━━━ Input material

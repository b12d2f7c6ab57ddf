//! Versioned, additive schema migrations.
//!
//! Each migration is a batch of DDL statements applied inside one
//! transaction; the `schema_version` table records what has been applied.
//! Migrations only ever add tables, columns, and indexes.

use chrono::{DateTime, Utc};
use sqlx::{Row, SqlitePool};
use tracing::{debug, info};

use crate::error::StoreError;

/// One schema migration: a version, a short name, and the statements to run.
pub struct Migration {
    pub version: i64,
    pub name: &'static str,
    pub statements: &'static [&'static str],
}

/// A row from the `schema_version` ledger.
#[derive(Debug, Clone)]
pub struct MigrationRecord {
    pub version: i64,
    pub name: String,
    pub applied_at: DateTime<Utc>,
}

/// The ordered migration list. Append-only; never edit an applied entry.
pub const MIGRATIONS: &[Migration] = &[
    Migration {
        version: 1,
        name: "create_link_tables",
        statements: &[
            "CREATE TABLE IF NOT EXISTS links (
                id INTEGER PRIMARY KEY AUTOINCREMENT,
                url TEXT NOT NULL UNIQUE,
                source TEXT NOT NULL,
                title TEXT,
                first_seen TEXT NOT NULL,
                last_seen TEXT NOT NULL,
                last_checked TEXT,
                status TEXT,
                status_code INTEGER,
                response_time_ms INTEGER,
                archived INTEGER NOT NULL DEFAULT 0,
                archive_url TEXT,
                archive_date TEXT,
                trust_tier TEXT,
                archive_attempts INTEGER NOT NULL DEFAULT 0,
                next_retry_after TEXT,
                metadata TEXT NOT NULL DEFAULT '{}',
                created_at TEXT NOT NULL
            )",
            "CREATE TABLE IF NOT EXISTS archive_snapshots (
                id INTEGER PRIMARY KEY AUTOINCREMENT,
                link_id INTEGER NOT NULL REFERENCES links(id),
                service TEXT NOT NULL,
                status TEXT NOT NULL,
                snapshot_url TEXT,
                archive_date TEXT,
                attempts INTEGER NOT NULL DEFAULT 1,
                next_retry_after TEXT,
                error_message TEXT,
                metadata TEXT NOT NULL DEFAULT '{}',
                created_at TEXT NOT NULL
            )",
        ],
    },
    Migration {
        version: 2,
        name: "create_library_tables",
        statements: &[
            "CREATE TABLE IF NOT EXISTS books (
                id INTEGER PRIMARY KEY AUTOINCREMENT,
                title TEXT NOT NULL,
                author TEXT NOT NULL,
                publication_year INTEGER,
                isbn TEXT,
                dewey_decimal TEXT,
                cutter_number TEXT,
                call_number TEXT,
                reading_status TEXT,
                enriched_at TEXT,
                metadata TEXT NOT NULL DEFAULT '{}',
                created_at TEXT NOT NULL
            )",
            "CREATE TABLE IF NOT EXISTS papers (
                id INTEGER PRIMARY KEY AUTOINCREMENT,
                title TEXT NOT NULL,
                first_author TEXT,
                year INTEGER,
                doi TEXT UNIQUE,
                udc_number TEXT,
                call_number TEXT,
                reading_status TEXT,
                metadata TEXT NOT NULL DEFAULT '{}',
                created_at TEXT NOT NULL
            )",
        ],
    },
    Migration {
        version: 3,
        name: "create_auth_tables",
        statements: &[
            "CREATE TABLE IF NOT EXISTS users (
                id INTEGER PRIMARY KEY AUTOINCREMENT,
                telegram_user_id INTEGER NOT NULL UNIQUE,
                telegram_username TEXT,
                is_admin INTEGER NOT NULL DEFAULT 0,
                created_at TEXT NOT NULL,
                last_login_at TEXT
            )",
            "CREATE TABLE IF NOT EXISTS auth_tokens (
                id INTEGER PRIMARY KEY AUTOINCREMENT,
                user_id INTEGER NOT NULL REFERENCES users(id),
                token TEXT NOT NULL UNIQUE,
                created_at TEXT NOT NULL,
                expires_at TEXT NOT NULL,
                used_at TEXT,
                ip_address TEXT,
                user_agent TEXT
            )",
            "CREATE TABLE IF NOT EXISTS api_tokens (
                id INTEGER PRIMARY KEY AUTOINCREMENT,
                user_id INTEGER NOT NULL REFERENCES users(id),
                token TEXT NOT NULL UNIQUE,
                name TEXT NOT NULL,
                created_at TEXT NOT NULL,
                last_used_at TEXT,
                revoked_at TEXT
            )",
            "CREATE TABLE IF NOT EXISTS daemon_settings (
                key TEXT PRIMARY KEY,
                value TEXT NOT NULL,
                created_at TEXT NOT NULL,
                updated_at TEXT NOT NULL
            )",
        ],
    },
    Migration {
        version: 4,
        name: "add_link_indexes",
        statements: &[
            "CREATE INDEX IF NOT EXISTS idx_links_trust_tier ON links(trust_tier)",
            "CREATE INDEX IF NOT EXISTS idx_links_source ON links(source)",
            "CREATE INDEX IF NOT EXISTS idx_links_last_checked ON links(last_checked)",
            "CREATE INDEX IF NOT EXISTS idx_snapshots_link_service
                ON archive_snapshots(link_id, service)",
            "CREATE INDEX IF NOT EXISTS idx_snapshots_retry
                ON archive_snapshots(status, next_retry_after)",
        ],
    },
    Migration {
        version: 5,
        name: "add_library_indexes",
        statements: &[
            "CREATE INDEX IF NOT EXISTS idx_books_dewey ON books(dewey_decimal)",
            "CREATE INDEX IF NOT EXISTS idx_books_year ON books(publication_year)",
            "CREATE INDEX IF NOT EXISTS idx_papers_year ON papers(year)",
        ],
    },
];

/// Apply all pending migrations. Called once on store open.
pub async fn apply_migrations(pool: &SqlitePool) -> Result<(), StoreError> {
    sqlx::query(
        "CREATE TABLE IF NOT EXISTS schema_version (
            version INTEGER PRIMARY KEY,
            name TEXT NOT NULL,
            applied_at TEXT NOT NULL
        )",
    )
    .execute(pool)
    .await?;

    let current: Option<i64> = sqlx::query("SELECT MAX(version) AS v FROM schema_version")
        .fetch_one(pool)
        .await?
        .try_get("v")?;
    let current = current.unwrap_or(0);
    debug!(version = current, "current schema version");

    let pending: Vec<&Migration> = MIGRATIONS.iter().filter(|m| m.version > current).collect();
    if pending.is_empty() {
        debug!("schema is up to date");
        return Ok(());
    }

    for migration in pending {
        info!(
            version = migration.version,
            name = migration.name,
            "applying migration"
        );
        let mut tx = pool.begin().await?;
        for statement in migration.statements {
            sqlx::query(statement).execute(&mut *tx).await?;
        }
        sqlx::query("INSERT INTO schema_version (version, name, applied_at) VALUES (?, ?, ?)")
            .bind(migration.version)
            .bind(migration.name)
            .bind(Utc::now())
            .execute(&mut *tx)
            .await?;
        tx.commit().await?;
    }

    Ok(())
}

/// List applied migrations in version order.
pub async fn migration_history(pool: &SqlitePool) -> Result<Vec<MigrationRecord>, StoreError> {
    let rows = sqlx::query(
        "SELECT version, name, applied_at FROM schema_version ORDER BY version ASC",
    )
    .fetch_all(pool)
    .await?;

    rows.into_iter()
        .map(|row| {
            Ok(MigrationRecord {
                version: row.try_get("version")?,
                name: row.try_get("name")?,
                applied_at: row.try_get("applied_at")?,
            })
        })
        .collect()
}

━━━━━━

● **What you need to do**: Give again, word for word, every line of the listing above from the one with "applied_at TEXT NOT NULL" to the one with "for statement in", both inclusive, and nothing beyond them.

● **Exercise solution**:
            applied_at TEXT NOT NULL
        )",
    )
    .execute(pool)
    .await?;

    let current: Option<i64> = sqlx::query("SELECT MAX(version) AS v FROM schema_version")
        .fetch_one(pool)
        .await?
        .try_get("v")?;
    let current = current.unwrap_or(0);
    debug!(version = current, "current schema version");

    let pending: Vec<&Migration> = MIGRATIONS.iter().filter(|m| m.version > current).collect();
    if pending.is_empty() {
        debug!("schema is up to date");
        return Ok(());
    }

    for migration in pending {
        info!(
            version = migration.version,
            name = migration.name,
            "applying migration"
        );
        let mut tx = pool.begin().await?;
        for statement in migration.statements {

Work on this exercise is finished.